━━━━━ SOURCE INFORMATION
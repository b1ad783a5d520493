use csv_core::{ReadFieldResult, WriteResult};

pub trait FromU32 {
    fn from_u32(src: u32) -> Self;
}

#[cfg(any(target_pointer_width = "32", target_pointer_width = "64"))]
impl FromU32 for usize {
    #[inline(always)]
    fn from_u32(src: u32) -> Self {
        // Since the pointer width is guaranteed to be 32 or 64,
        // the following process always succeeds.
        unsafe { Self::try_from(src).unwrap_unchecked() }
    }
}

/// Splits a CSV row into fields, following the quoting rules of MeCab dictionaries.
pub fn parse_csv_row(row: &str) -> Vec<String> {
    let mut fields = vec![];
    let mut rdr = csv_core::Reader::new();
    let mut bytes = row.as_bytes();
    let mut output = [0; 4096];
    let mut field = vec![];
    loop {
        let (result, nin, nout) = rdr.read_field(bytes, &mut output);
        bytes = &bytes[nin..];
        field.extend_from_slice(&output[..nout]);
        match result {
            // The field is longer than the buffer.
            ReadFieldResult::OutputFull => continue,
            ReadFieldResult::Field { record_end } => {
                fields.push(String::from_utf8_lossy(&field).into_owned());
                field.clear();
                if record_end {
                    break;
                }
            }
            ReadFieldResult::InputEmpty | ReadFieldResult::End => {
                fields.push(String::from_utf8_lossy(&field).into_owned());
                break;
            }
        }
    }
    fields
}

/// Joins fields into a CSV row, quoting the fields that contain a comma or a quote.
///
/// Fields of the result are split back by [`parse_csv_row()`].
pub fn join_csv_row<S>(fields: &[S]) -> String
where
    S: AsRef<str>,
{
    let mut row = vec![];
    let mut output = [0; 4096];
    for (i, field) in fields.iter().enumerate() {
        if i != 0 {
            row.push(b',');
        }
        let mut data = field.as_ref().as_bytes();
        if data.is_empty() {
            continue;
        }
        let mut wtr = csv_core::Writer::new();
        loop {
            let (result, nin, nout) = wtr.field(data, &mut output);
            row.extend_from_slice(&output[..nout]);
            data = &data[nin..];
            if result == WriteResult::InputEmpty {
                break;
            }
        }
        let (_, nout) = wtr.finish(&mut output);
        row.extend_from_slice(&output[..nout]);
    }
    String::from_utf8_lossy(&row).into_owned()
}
━━━━━━━━━━
### ASSIGNMENT
Of the entries above, repeat exactly the lines between the line with "field.extend_from_slice(&output[..nout]);" and the line with "Fields of the", inclusive, and no others.

### WRITTEN RESPONSE
        field.extend_from_slice(&output[..nout]);
        match result {
            // The field is longer than the buffer.
            ReadFieldResult::OutputFull => continue,
            ReadFieldResult::Field { record_end } => {
                fields.push(String::from_utf8_lossy(&field).into_owned());
                field.clear();
                if record_end {
                    break;
                }
            }
            ReadFieldResult::InputEmpty | ReadFieldResult::End => {
                fields.push(String::from_utf8_lossy(&field).into_owned());
                break;
            }
        }
    }
    fields
}

/// Joins fields into a CSV row, quoting the fields that contain a comma or a quote.
///
/// Fields of the result are split back by [`parse_csv_row()`].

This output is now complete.